Media Bawean, 10 Januari 2011
"Perhatikan 'ritual' berikut : menjelang Ujian Nasional (UN) para siswa diasramakan, dikursus, lalu istighosah,"katanya.
"Soal dikirim ke Pulau Bawean dengan dikawal pasukan polisi, disimpan di kantor Polsek, lalu dikirim ke masing-masing sekolah juga dengan pengawalan polisi. Para pengawas ujian dibuat silang, guru tidak boleh menjadi pengawas di sekolahnya, harus ngawasi di sekolah lain. Cukup? Ternyata tidak. Masih ada lagi Pengawas Independen, dosen dari perguruan tinggi terkenal."ujarnya.

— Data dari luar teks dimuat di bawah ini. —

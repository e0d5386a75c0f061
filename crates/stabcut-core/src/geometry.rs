//! Core geometry types for stabcut.
//!
//! Everything downstream works on plain `f64` points: the chart data
//! arrives as millimetres and stays that way until the renderer
//! decides on a device scale.

/// A 2D point with x,y coordinates.
#[derive(Debug, Clone, Copy, PartialEq)]
pub struct Point {
    pub x: f64,
    pub y: f64,
}

/// A line segment defined by two endpoints.
#[derive(Debug, Clone, Copy, PartialEq)]
pub struct Line {
    pub x1: f64,
    pub y1: f64,
    pub x2: f64,
    pub y2: f64,
}

/// An ordered point sequence describing one contour.
///
/// Closure is encoded the spreadsheet way: a polygon whose first and
/// last points are equal is closed. The cleaner guarantees that no
/// two *consecutive* points coincide, so first == last only ever
/// means closure.
#[derive(Debug, Clone, PartialEq)]
pub struct Polygon {
    pub points: Vec<Point>,
}

impl Point {
    #[inline]
    pub fn new(x: f64, y: f64) -> Self {
        Self { x, y }
    }

    /// Euclidean distance to another point.
    #[inline]
    pub fn distance(&self, other: Point) -> f64 {
        let dx = self.x - other.x;
        let dy = self.y - other.y;
        (dx * dx + dy * dy).sqrt()
    }

    /// Round both coordinates to the nearest integer.
    #[inline]
    pub fn rounded(&self) -> Point {
        Point::new(self.x.round(), self.y.round())
    }
}

impl Line {
    #[inline]
    pub fn new(x1: f64, y1: f64, x2: f64, y2: f64) -> Self {
        Self { x1, y1, x2, y2 }
    }

    /// Build a segment between two points.
    #[inline]
    pub fn between(a: Point, b: Point) -> Self {
        Self::new(a.x, a.y, b.x, b.y)
    }

    #[inline]
    pub fn start(&self) -> Point {
        Point::new(self.x1, self.y1)
    }

    #[inline]
    pub fn end(&self) -> Point {
        Point::new(self.x2, self.y2)
    }

    /// Length of the line segment.
    #[inline]
    pub fn length(&self) -> f64 {
        self.start().distance(self.end())
    }
}

impl Polygon {
    pub fn new(points: Vec<Point>) -> Self {
        Self { points }
    }

    #[inline]
    pub fn len(&self) -> usize {
        self.points.len()
    }

    #[inline]
    pub fn is_empty(&self) -> bool {
        self.points.is_empty()
    }

    /// True when the first and last points are equal.
    pub fn is_closed(&self) -> bool {
        match (self.points.first(), self.points.last()) {
            (Some(a), Some(b)) => a == b,
            _ => false,
        }
    }

    /// Get the bounding box as (min_x, min_y, max_x, max_y).
    pub fn bounding_box(&self) -> Option<(f64, f64, f64, f64)> {
        if self.points.is_empty() {
            return None;
        }

        let min_x = self.points.iter().map(|p| p.x).fold(f64::INFINITY, f64::min);
        let min_y = self.points.iter().map(|p| p.y).fold(f64::INFINITY, f64::min);
        let max_x = self.points.iter().map(|p| p.x).fold(f64::NEG_INFINITY, f64::max);
        let max_y = self.points.iter().map(|p| p.y).fold(f64::NEG_INFINITY, f64::max);

        Some((min_x, min_y, max_x, max_y))
    }
}

#[cfg(test)]
mod tests {
    use super::*;

    #[test]
    fn point_distance() {
        let p1 = Point::new(0.0, 0.0);
        let p2 = Point::new(3.0, 4.0);
        assert_eq!(p1.distance(p2), 5.0); // 3-4-5 triangle
    }

    #[test]
    fn point_rounding() {
        let p = Point::new(4.6, -9.5);
        assert_eq!(p.rounded(), Point::new(5.0, -9.0));
    }

    #[test]
    fn line_length() {
        let line = Line::between(Point::new(0.0, 0.0), Point::new(3.0, 4.0));
        assert_eq!(line.length(), 5.0);
    }

    #[test]
    fn polygon_bbox() {
        let poly = Polygon::new(vec![
            Point::new(0.0, 0.0),
            Point::new(10.0, 0.0),
            Point::new(10.0, 5.0),
            Point::new(0.0, 5.0),
        ]);
        assert_eq!(poly.bounding_box(), Some((0.0, 0.0, 10.0, 5.0)));
    }

    #[test]
    fn empty_polygon_bbox() {
        let poly = Polygon::new(vec![]);
        assert_eq!(poly.bounding_box(), None);
    }

    #[test]
    fn closure_detection() {
        let open = Polygon::new(vec![Point::new(0.0, 0.0), Point::new(1.0, 0.0)]);
        assert!(!open.is_closed());

        let closed = Polygon::new(vec![
            Point::new(0.0, 0.0),
            Point::new(1.0, 0.0),
            Point::new(0.0, 0.0),
        ]);
        assert!(closed.is_closed());
    }
}
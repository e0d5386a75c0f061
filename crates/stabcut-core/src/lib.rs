//! # stabcut-core
//!
//! Geometric reconstruction of rocket cross-section drawings from
//! spreadsheet chart data: series extraction, point cleaning,
//! corrective post-processing, boolean union into a single cut
//! outline, and annotation with fin indicators, the motor notch, and
//! an engraved label.

pub mod annotate;
pub mod cells;
pub mod chart;
pub mod clean;
pub mod error;
pub mod geometry;
pub mod label;
pub mod pipeline;
pub mod post;
pub mod union;

// Re-export common types at crate root for convenience.
pub use annotate::{annotate, Pen, Segment};
pub use cells::{expand_range, resolve_points, CellRef, CellSource};
pub use chart::{extract_series, ChartSource, PartName, SeriesRef, SeriesTable};
pub use clean::{clean_points, clean_table};
pub use error::DrawError;
pub use geometry::{Line, Point, Polygon};
pub use label::{make_label, GlyphOutline, GlyphSource, LabelSpace, PathCommand};
pub use pipeline::{draw, DrawOptions, Drawing, LabelRequest};
pub use post::{clamp_body_taper, detect_base_points, inset_fin_roots, FIN_ROOT_INSET};
pub use union::union_outline;
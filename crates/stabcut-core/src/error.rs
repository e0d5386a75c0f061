//! Error taxonomy for the drawing pipeline.
//!
//! Every variant is fatal to its own drawing; the batch driver in the
//! CLI crate is responsible for attaching the source file name and
//! keeping sibling jobs alive.

use thiserror::Error;

use crate::cells::CellRef;

#[derive(Debug, Error)]
pub enum DrawError {
    /// The chart contained no series resolvable to a known part name.
    #[error("no recognized part series in chart")]
    NoSeriesFound,

    /// A range reference string did not match `!$<col>$<row>:$<col>$<row>`.
    #[error("malformed range reference: {reference:?}")]
    MalformedRangeReference { reference: String },

    /// The X and Y range expansions of one series differ in length.
    #[error("x/y range lengths differ: {x_len} vs {y_len}")]
    LengthMismatch { x_len: usize, y_len: usize },

    /// The backing table had no numeric value at a referenced cell.
    #[error("no value at cell {cell}")]
    MissingCell { cell: CellRef },

    /// Base-point detection found something other than two body halves.
    #[error("expected two body base points, found {count}")]
    UnexpectedBaseCount { count: usize },

    /// The union did not produce a single connected contour.
    #[error("union produced {contours} contours, expected exactly one")]
    MultiContourResult { contours: usize },

    /// The label cannot be shrunk into the available body window.
    #[error("label does not fit: available width {width:.1}, diameter {diameter:.1}")]
    LabelDoesNotFit { width: f64, diameter: f64 },
}
//! Card placement: fit a finished drawing onto the class's card
//! stock.
//!
//! The drawing comes out of the pipeline nose-up; cards are cut in
//! landscape, so the drawing is rotated 90 degrees and scaled to the
//! card rectangle. The transform composes right-to-left: rotate about
//! the origin, scale, then translate into the card corner.

use super::config::ClassLayout;

/// A computed rotate/scale/translate placement.
#[derive(Debug, Clone, Copy, PartialEq)]
pub struct CardPlacement {
    pub scale: f64,
    pub tx: f64,
    pub ty: f64,
}

impl CardPlacement {
    /// Fit a drawing's bounding box into the layout's card rectangle.
    ///
    /// Rotation swaps the axes: the drawing's height runs along the
    /// card's width. Degenerate boxes (no area on either axis) cannot
    /// be placed.
    pub fn fit(bounds: (f64, f64, f64, f64), layout: &ClassLayout) -> Option<CardPlacement> {
        let (min_x, min_y, max_x, max_y) = bounds;
        let width = max_x - min_x;
        let height = max_y - min_y;
        if width <= 0.0 || height <= 0.0 {
            return None;
        }

        let scale = (layout.card_width / height).min(layout.card_height / width);

        // rotate(90) maps (x, y) to (-y, x); translate so the rotated
        // box's top-left corner lands on the card's corner.
        let tx = layout.card_x + max_y * scale;
        let ty = layout.card_y - min_x * scale;

        Some(CardPlacement { scale, tx, ty })
    }

    /// The SVG `transform` attribute value for this placement.
    pub fn transform_attr(&self) -> String {
        format!(
            "translate({:.2} {:.2}) scale({:.4}) rotate(90)",
            self.tx, self.ty, self.scale
        )
    }

    /// Where a drawing point ends up on the sheet. The renderer never
    /// needs this (the SVG transform does the work); tests do.
    pub fn apply(&self, x: f64, y: f64) -> (f64, f64) {
        (self.tx - y * self.scale, self.ty + x * self.scale)
    }
}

"Cukup? juga belum. Disetiap sekolah, ada spanduk dengan tulisan mencolok : Harap Tenang, Ada Ujian. Lalu, apa yang terjadi ketika pelaksanaan ujian? Para siswa diberitahu bagaimana jawaban yang benar. Bahkan, lembar jawaban masih dikoreksi lagi di kantor sekolah untuk diganti dengan jawaban yang benar.,"jelasnya.
"Begitu pengumuman keluar, semuanya lulus 100%. Kemudian ketika acara perpisahan, dihadapan Walimurid, Kepala Sekolah berpidato : Alhamdulillah, berkat kerja keras kita, sekolah kita lulus 100%,'paparnya.
"Apa namanya kalau bukan 'dagelan'. Semua guru yang saya tanya dari tahun ke tahun membenarkan semua praktek tidak jujur itu. Jika di dunia pendidikan saja sudah tidak jujur, lantas apalagi yang diharapkan untuk mencetak pemimpin bangsa? Gayus dan para koruptor yang sudah laten di negeri ini, adalah produk dari sekolah yang tidak jujur itu,"terangnya.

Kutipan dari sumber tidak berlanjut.